The next day Rick Arthur and Peter Murphy came out with us, as well as Ciara Sharpe (from the MLP ’08 field crew). With all the extra hands we were able to split into two teams: Mandy, Rick and Peter going to Black Rock Mountain as well as a station on the side of Devil’s Head, while Ciara and I returned to Saddle Mountain. Again we got to hover exit onto the side of the mountain and this time returned happily with the repeats. Both crews also got to take photos from the helicopter as it hovered, as two stations were too treed in to land at. It was very successful day and allowed us to wrap up in the Ghost for the year.
For the next week, we flew almost daily out of the Elbow fire base, hitting stations around Canmore, the Goat Range, Kananaskis Country, and the continental divide. We got an average of two stations every day, with an epic four station day up around Canmore. Stuart also came back out with us for a day, upon his return from Ontario, to fly a station on the divide. Well, we flew to the station, but couldn’t land anywhere near the summit so we wound up hiking a ways up the ridge. Next day, Lesley and I flew to stations on Mt. Gass and then Mt. Courcelette. Both peaks are over 9000 feet in elevation, with Mt. Courcelette being a mere 13 feet short of 10,000 feet. Poor mountain; it’s like a kid aspiring to grow up to be 6 feet tall, and ending up at 5’11 and a 1/2. While on the summit, the new camera once again closed itself down and refused to wake up. More trouble shooting and empty foul mouthed threats ensued. After a minute or so, with a sulking beep, it turned itself back on. We took the photos quickly before it could throw another tantrum.

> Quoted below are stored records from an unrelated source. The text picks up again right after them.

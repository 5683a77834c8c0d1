//! Template engine selection

use serde::{Deserialize, Serialize};
use std::fmt;
use std::str::FromStr;

/// The rendering engine used for a template
#[derive(Debug, Clone, Copy, PartialEq, Eq, Hash, Serialize, Deserialize)]
#[serde(rename_all = "snake_case")]
pub enum Engine {
    /// Restricted text templates (Handlebars)
    Native,
    /// Sandboxed scripts (Lua) with an instruction budget
    Sandboxed,
}

impl Engine {
    pub fn as_str(&self) -> &'static str {
        match self {
            Engine::Native => "native",
            Engine::Sandboxed => "sandboxed",
        }
    }
}

impl fmt::Display for Engine {
    fn fmt(&self, f: &mut fmt::Formatter<'_>) -> fmt::Result {
        f.write_str(self.as_str())
    }
}

impl FromStr for Engine {
    type Err = String;

    /// Accepts the engine names as well as the template `format` values
    fn from_str(s: &str) -> Result<Self, Self::Err> {
        match s.to_ascii_lowercase().as_str() {
            "native" | "handlebars" | "hbs" => Ok(Engine::Native),
            "sandboxed" | "lua" | "script" => Ok(Engine::Sandboxed),
            other => Err(format!(
                "unknown template engine '{}': expected native or sandboxed",
                other
            )),
        }
    }
}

Finally, this past Tuesday we moved back down to the Gap Fire base. There is far less haze around this area then is present further north, and the conditions would be perfect if it wasn’t for the wind. We tried to fly out Wednesday morning towards Mt. Tornado, and were forced to settle with a low elevation station in the Tornado Pass. Even flying in the pass was subject to heavy wind gusts, so we got out of there relatively quickly. For the past two days now the winds have been way too strong to even try and land over there and, as we completed all the stations accessible by foot earlier in the year, we are forced to do office work. Not that it doesn’t need to get done but it would be nice to be out in mountains in such sunny weather.
And that brings us up to date. We are all going to take a bit of time off now and meet up at Saskatchewan Crossing in a few days time. With a little luck the weather will still be nice and sunny up there to make for good photo conditions. And with a bit more luck, there’ll be no thrice cursed wind to keep us stuck on the ground.